-- TASK DESCRIPTION --
Below is a listing. Quote from it, exactly, the lines from the one containing "use reqwest::Client;" down to the one containing "opaque session identifier", both ends included, and nothing else.

RECORDS SUPPLIED Start Marker

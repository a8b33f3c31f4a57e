//! Tunnel backend HTTP API client

pub mod acquire;

pub use acquire::{acquire, AcquireError, AcquiredTunnel};

use reqwest::Client;
use serde::{Deserialize, Serialize};

/// Client for the tunnel backend's HTTP endpoints
#[derive(Clone)]
pub struct ApiClient {
    client: Client,
    base_url: String,
}

/// Session registration request body
#[derive(Debug, Serialize)]
struct InitRequest<'a> {
    name: &'a str,
    complexity: u32,
}

/// Session registration response
#[derive(Debug, Deserialize)]
struct InitResponse {
    id: String,
}

/// Chunk retrieval response
#[derive(Debug, Deserialize)]
struct ChunkResponse {
    chunk: String,
}

impl ApiClient {
    pub fn new(base_url: impl Into<String>) -> Self {
        Self {
            client: Client::new(),
            base_url: base_url.into(),
        }
    }

    /// Register a session; returns the opaque session identifier
    pub async fn register_session(
        &self,
        name: &str,
        complexity: u32,
    ) -> Result<String, ApiError> {
        let url = format!("{}/init", self.base_url);

        let response = self
            .client
            .post(&url)
            .json(&InitRequest { name, complexity })
            .send()
            .await
            .map_err(ApiError::Request)?;

        if !response.status().is_success() {
            let status = response.status();
            let body = response.text().await.unwrap_or_default();
            return Err(ApiError::Api {
                status: status.as_u16(),
                body,
            });
        }

        let init: InitResponse = response.json().await.map_err(ApiError::Parse)?;
        Ok(init.id)
    }

    /// Retrieve one tunnel-descriptor chunk for a registered session
    pub async fn fetch_chunk(
        &self,
        session_id: &str,
        chunk_no: u32,
    ) -> Result<String, ApiError> {
        let url = format!("{}/token/{}?id={}", self.base_url, chunk_no, session_id);

        let response = self
            .client
            .get(&url)
            .send()
            .await
            .map_err(ApiError::Request)?;

        if !response.status().is_success() {
            let status = response.status();
            let body = response.text().await.unwrap_or_default();
            return Err(ApiError::Api {
                status: status.as_u16(),
                body,
            });
        }

        let chunk: ChunkResponse = response.json().await.map_err(ApiError::Parse)?;
        Ok(chunk.chunk)
    }
}

/// Backend API errors
#[derive(Debug, thiserror::Error)]
pub enum ApiError {
    #[error("HTTP request failed: {0}")]
    Request(#[from] reqwest::Error),

    #[error("API error (status {status}): {body}")]
    Api { status: u16, body: String },

    #[error("Failed to parse response: {0}")]
    Parse(reqwest::Error),
}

RECORDS SUPPLIED End Marker

-- RESPONSE AREA --
use reqwest::Client;
use serde::{Deserialize, Serialize};

/// Client for the tunnel backend's HTTP endpoints
#[derive(Clone)]
pub struct ApiClient {
    client: Client,
    base_url: String,
}

/// Session registration request body
#[derive(Debug, Serialize)]
struct InitRequest<'a> {
    name: &'a str,
    complexity: u32,
}

/// Session registration response
#[derive(Debug, Deserialize)]
struct InitResponse {
    id: String,
}

/// Chunk retrieval response
#[derive(Debug, Deserialize)]
struct ChunkResponse {
    chunk: String,
}

impl ApiClient {
    pub fn new(base_url: impl Into<String>) -> Self {
        Self {
            client: Client::new(),
            base_url: base_url.into(),
        }
    }

    /// Register a session; returns the opaque session identifier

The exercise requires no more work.